Sarah Connor Chronicles (Terminator) ARG: BBtv special edition.
March 10, 2008 8:46am
Sony kills DRM stores -- your DRM music will only last until your next upgrade
February 2, 2008 9:05am
C'mon, thingamadad. That's like blaming the users who bought Sony CDs for installing rootkits on their machines.
When the major record labels (finally) started selling music online, it all had DRM, which was never openly discussed, and it took a while for the public to find out what it was and what it does, and now that the portion of the public who buys digital downloads knows about DRM, it's going away.
Again, how can you possibly blame the consumers for not initially shunning an embedded technology that wasn't openly disclosed by the sellers and about which there was little or no public awareness because it was so new?

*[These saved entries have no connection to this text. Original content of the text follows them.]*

//! What to do with a request, given the mode and the index lookup

use crate::config::Mode;

/// Action taken for one request
#[derive(Debug, Clone, Copy, PartialEq, Eq)]
pub enum Decision {
    /// Fetch from the origin and record the exchange
    Record,
    /// Serve the matched recording
    Replay,
    /// Serve the matched recording; record live if its body is gone
    ReplayThenFallbackToRecord,
    /// Answer 404 without contacting the origin
    RejectNotFound,
}

/// Pick the action for a request
///
/// `hit` says whether the index had an exact or approximate match.
#[must_use]
pub fn decide(mode: Mode, hit: bool) -> Decision {
    match (mode, hit) {
        (Mode::Online, _) => Decision::Record,
        (Mode::Offline, true) => Decision::Replay,
        (Mode::Offline, false) => Decision::RejectNotFound,
        (Mode::Mixed, true) => Decision::ReplayThenFallbackToRecord,
        (Mode::Mixed, false) => Decision::Record,
    }
}
//! Connection pool with bounded concurrency

use std::sync::Arc;
use tokio::sync::{OwnedSemaphorePermit, Semaphore};

/// Connection pool that enforces a maximum number of concurrent client connections
#[derive(Clone)]
pub struct ConnectionPool {
    semaphore: Arc<Semaphore>,
}

impl ConnectionPool {
    /// Create a new connection pool
    ///
    /// # Panics
    ///
    /// Panics if `max_connections` is 0
    #[must_use]
    pub fn new(max_connections: usize) -> Self {
        assert!(max_connections > 0, "max_connections must be > 0");

        Self {
            semaphore: Arc::new(Semaphore::new(max_connections)),
        }
    }

    /// Try to acquire a connection permit
    ///
    /// Returns `None` if the pool is full
    pub fn try_acquire(&self) -> Option<ConnectionGuard> {
        let permit = Arc::clone(&self.semaphore).try_acquire_owned().ok()?;
        Some(ConnectionGuard { _permit: permit })
    }

    #[cfg(test)]
    fn available(&self) -> usize {
        self.semaphore.available_permits()
    }
}

/// Guard that releases a connection permit when dropped
pub struct ConnectionGuard {
    _permit: OwnedSemaphorePermit,
}
//! Timing-faithful replay of a recorded resource

use std::time::Duration;

use hyper::header::{HeaderName, HeaderValue as HttpHeaderValue};
use hyper::{Response, StatusCode};
use tracing::{debug, trace};

use crate::config::PlaybackSettings;
use crate::resource::Resource;
use crate::storage::ContentStore;
use crate::{ProxyError, Result};

use super::stage::{into_body, once, Pipeline, ProxyBody, Stage};

/// Headers never copied from a recording into a replayed response
const STRIPPED_HEADERS: [&str; 2] = ["content-length", "transfer-encoding"];

/// Turns a recorded resource into a delayed, rate-limited response
#[derive(Debug, Clone, Copy)]
pub struct PlaybackScheduler {
    settings: PlaybackSettings,
    debug_headers: bool,
}

impl PlaybackScheduler {
    /// Scheduler for one snapshot of the playback settings
    #[must_use]
    pub fn new(settings: PlaybackSettings, debug_headers: bool) -> Self {
        Self {
            settings,
            debug_headers,
        }
    }

    /// Delay before the response head: `(ttfb + latency_gap) / speed`
    #[must_use]
    pub fn first_byte_delay(&self, resource: &Resource) -> Option<Duration> {
        if !self.settings.waiting {
            return None;
        }
        let millis = (resource.origin.ttfb + self.settings.latency_gap) / self.settings.speed;
        if !millis.is_finite() || millis <= 0.0 {
            return None;
        }
        Some(Duration::from_micros((millis * 1000.0).round() as u64))
    }

    /// Body rate in bytes per second, `None` for unthrottled
    #[must_use]
    pub fn data_rate(&self, resource: &Resource) -> Option<f64> {
        if !self.settings.throttling {
            return None;
        }
        if self.settings.fixed_data_rate > 0.0 {
            return Some(self.settings.fixed_data_rate);
        }
        let rate = resource.bytes_per_second(self.settings.latency_gap) * self.settings.speed;
        (rate.is_finite() && rate > 0.0).then_some(rate)
    }

    /// Stages the stored body flows through on its way to the client
    #[must_use]
    pub fn pipeline(&self, resource: &Resource) -> Pipeline {
        let mut pipeline = Pipeline::new();
        if is_gzip(resource) {
            pipeline = pipeline.with(Stage::Gzip);
        }
        if let Some(rate) = self.data_rate(resource) {
            pipeline = pipeline.with(Stage::Throttle(rate));
        }
        pipeline
    }

    /// Build the replayed response
    ///
    /// The body is read fresh from the store, so edits to cached files are
    /// served without a restart. The first-byte delay elapses before this
    /// returns.
    ///
    /// # Errors
    ///
    /// Returns `NotFound` if no layer holds the body, or an error if the
    /// file cannot be read or the recorded head is not valid HTTP
    pub async fn replay(
        &self,
        resource: &Resource,
        store: &ContentStore,
        cascade: &[String],
    ) -> Result<Response<ProxyBody>> {
        let body = store
            .read(&resource.path, cascade)
            .await?
            .ok_or_else(|| ProxyError::not_found(&resource.method, &resource.url))?;

        let mut builder = Response::builder().status(
            StatusCode::from_u16(resource.status_code)
                .map_err(|e| ProxyError::Http(format!("Recorded status: {e}")))?,
        );

        for (name, value) in resource.headers.iter() {
            if STRIPPED_HEADERS.iter().any(|h| name.eq_ignore_ascii_case(h)) {
                continue;
            }
            let Ok(header_name) = HeaderName::from_bytes(name.as_bytes()) else {
                debug!("Skipping invalid recorded header name '{}'", name);
                continue;
            };
            for value in value.values() {
                match HttpHeaderValue::from_str(value) {
                    Ok(v) => builder = builder.header(header_name.clone(), v),
                    Err(_) => debug!("Skipping invalid value of recorded header '{}'", name),
                }
            }
        }

        if self.debug_headers {
            builder = builder.header("x-playback", "1");
            for (name, value) in resource.origin.debug_headers() {
                builder = builder.header(name, value);
            }
        }

        let pipeline = self.pipeline(resource);
        trace!(
            "Replaying {} {} ({} bytes, {} stages)",
            resource.method,
            resource.url,
            body.len(),
            pipeline.stages().len()
        );

        if let Some(delay) = self.first_byte_delay(resource) {
            tokio::time::sleep(delay).await;
        }

        Ok(builder.body(into_body(pipeline.apply(once(body))))?)
    }
}

/// Whether the client expects a gzip body for this resource
fn is_gzip(resource: &Resource) -> bool {
    match resource.headers.get_str("content-encoding") {
        Some(encoding) => encoding.trim().eq_ignore_ascii_case("gzip"),
        None => resource.origin.content_encoding.eq_ignore_ascii_case("gzip"),
    }
}
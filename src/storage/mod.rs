//! On-disk storage: recorded bodies and the persisted index

mod content;
mod index_file;

pub use content::{write_atomic, ContentStore};
pub use index_file::IndexFile;
//! Body content store with cascading layers

use std::path::{Path, PathBuf};
use std::sync::atomic::{AtomicU64, Ordering};

use bytes::Bytes;
use tracing::debug;

use crate::config::{validate_layer_name, DEFAULT_LAYER};
use crate::Result;

static TEMP_COUNTER: AtomicU64 = AtomicU64::new(0);

/// Recorded bodies under `root/<layer>/<resource path>`
///
/// Reads walk the requested layers in order and fall back to the default
/// layer; writes always go to the default layer.
#[derive(Debug, Clone)]
pub struct ContentStore {
    root: PathBuf,
}

impl ContentStore {
    /// Store rooted at the cache root
    #[must_use]
    pub fn new(root: PathBuf) -> Self {
        Self { root }
    }

    /// Cache root
    #[must_use]
    pub fn root(&self) -> &Path {
        &self.root
    }

    /// Absolute path of a resource body inside a layer
    #[must_use]
    pub fn layer_path(&self, layer: &str, resource_path: &str) -> PathBuf {
        self.root.join(layer).join(resource_path)
    }

    /// Layers to consult, in order: valid cascade entries, then the default
    #[must_use]
    pub fn layers<'a>(cascade: &'a [String]) -> Vec<&'a str> {
        let mut layers: Vec<&str> = cascade
            .iter()
            .map(String::as_str)
            .filter(|layer| *layer != DEFAULT_LAYER && validate_layer_name(layer).is_ok())
            .collect();
        layers.push(DEFAULT_LAYER);
        layers
    }

    /// First existing body file among the cascade layers
    pub async fn resolve(&self, resource_path: &str, cascade: &[String]) -> Option<PathBuf> {
        for layer in Self::layers(cascade) {
            let candidate = self.layer_path(layer, resource_path);
            if tokio::fs::metadata(&candidate)
                .await
                .map(|m| m.is_file())
                .unwrap_or(false)
            {
                debug!("Resolved {} in layer '{}'", resource_path, layer);
                return Some(candidate);
            }
        }
        None
    }

    /// Read a body fresh from disk; `None` when no layer has it
    ///
    /// # Errors
    ///
    /// Returns error if an existing file cannot be read
    pub async fn read(&self, resource_path: &str, cascade: &[String]) -> Result<Option<Bytes>> {
        let Some(path) = self.resolve(resource_path, cascade).await else {
            return Ok(None);
        };
        let data = tokio::fs::read(&path).await?;
        Ok(Some(Bytes::from(data)))
    }

    /// Write a body into the default layer, replacing any previous file
    ///
    /// # Errors
    ///
    /// Returns error if directories or the file cannot be written
    pub async fn write(&self, resource_path: &str, data: &[u8]) -> Result<PathBuf> {
        let path = self.layer_path(DEFAULT_LAYER, resource_path);
        write_atomic(&path, data).await?;
        debug!("Stored {} bytes at {}", data.len(), path.display());
        Ok(path)
    }
}

/// Write through a temporary sibling file and rename it into place
///
/// # Errors
///
/// Returns error if the parent directory or the file cannot be written
pub async fn write_atomic(path: &Path, data: &[u8]) -> Result<()> {
    if let Some(parent) = path.parent() {
        tokio::fs::create_dir_all(parent).await?;
    }

    let file_name = path
        .file_name()
        .map(|n| n.to_string_lossy().into_owned())
        .unwrap_or_default();
    let temp = path.with_file_name(format!(
        ".{file_name}.{}.{}.tmp",
        std::process::id(),
        TEMP_COUNTER.fetch_add(1, Ordering::Relaxed)
    ));

    if let Err(e) = tokio::fs::write(&temp, data).await {
        let _ = tokio::fs::remove_file(&temp).await;
        return Err(e.into());
    }
    if let Err(e) = tokio::fs::rename(&temp, path).await {
        let _ = tokio::fs::remove_file(&temp).await;
        return Err(e.into());
    }
    Ok(())
}

#[cfg(test)]
mod tests {
    use super::*;
    use tempfile::TempDir;

    #[tokio::test]
    async fn test_write_then_read_default_layer() {
        let temp_dir = TempDir::new().unwrap();
        let store = ContentStore::new(temp_dir.path().to_path_buf());

        let path = store
            .write("get/http/example.com/index.html", b"hello")
            .await
            .unwrap();
        assert_eq!(
            path,
            temp_dir.path().join("default/get/http/example.com/index.html")
        );

        let data = store
            .read("get/http/example.com/index.html", &[])
            .await
            .unwrap();
        assert_eq!(data.unwrap(), Bytes::from_static(b"hello"));
    }

    #[tokio::test]
    async fn test_read_missing() {
        let temp_dir = TempDir::new().unwrap();
        let store = ContentStore::new(temp_dir.path().to_path_buf());
        assert!(store.read("get/http/nope/index.html", &[]).await.unwrap().is_none());
    }

    #[tokio::test]
    async fn test_cascade_precedence() {
        let temp_dir = TempDir::new().unwrap();
        let store = ContentStore::new(temp_dir.path().to_path_buf());
        let rel = "get/http/example.com/a.css";

        store.write(rel, b"base").await.unwrap();
        write_atomic(&store.layer_path("cascade1", rel), b"one")
            .await
            .unwrap();

        let cascade = vec!["cascade2".to_string(), "cascade1".to_string()];
        assert_eq!(store.read(rel, &cascade).await.unwrap().unwrap(), "one");
        assert_eq!(store.read(rel, &[]).await.unwrap().unwrap(), "base");

        write_atomic(&store.layer_path("cascade2", rel), b"two")
            .await
            .unwrap();
        assert_eq!(store.read(rel, &cascade).await.unwrap().unwrap(), "two");
    }

    #[test]
    fn test_layers_skip_unsafe_names() {
        let cascade = vec![
            "../etc".to_string(),
            "overrides".to_string(),
            "default".to_string(),
        ];
        assert_eq!(ContentStore::layers(&cascade), vec!["overrides", "default"]);
    }

    #[tokio::test]
    async fn test_write_replaces_existing_file() {
        let temp_dir = TempDir::new().unwrap();
        let store = ContentStore::new(temp_dir.path().to_path_buf());
        let rel = "get/http/example.com/index.html";

        store.write(rel, b"first version").await.unwrap();
        store.write(rel, b"second").await.unwrap();
        assert_eq!(store.read(rel, &[]).await.unwrap().unwrap(), "second");
    }
}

Sony kills DRM stores -- your DRM music will only last until your next upgrade
February 1, 2008 2:41pm
Well, frankly, it's not the same thing at all. Now, if every car on the market was a gas-guzzler but it was impossible to find out any car's MPG (or the MPG was buried somewhere in the five-page buyer's contract, which, again, is a weak analogy because people spending $30k are a lot more likely to read a five page contract than someone spending $0.99, but anyway), so right nobody knew the horrible, horrible MPG until the first time the buyer brought the thing to the pump, then we might have a good analogy here.
When the major record companies started selling music on the internet, it ALL had DRM. There wasn't a choice, the only choice was not to buy, and many people did, in fact, choose not to buy. Which is why the DRM stores are closing and now, finally, all of the major record labels are selling drm-free media in some way or another.
I think the problem I'm grinding up against with your argument is that, in my opinion, you seem to be saying "x exists in the marketplace, therefore people want and will pay for x. Therefore, it is our (collective) fault that x exists." And I'm saying that "x can exist in the marketplace even if no one wants it, though it will, in the long run, be doomed to failure."
Another issue that complicates the argument is that x (in our case, DRM) isn't even really a product. The music is the product, and people love music. DRM is something that has been tacked on to the product to restrict a user's ability to do things with the product.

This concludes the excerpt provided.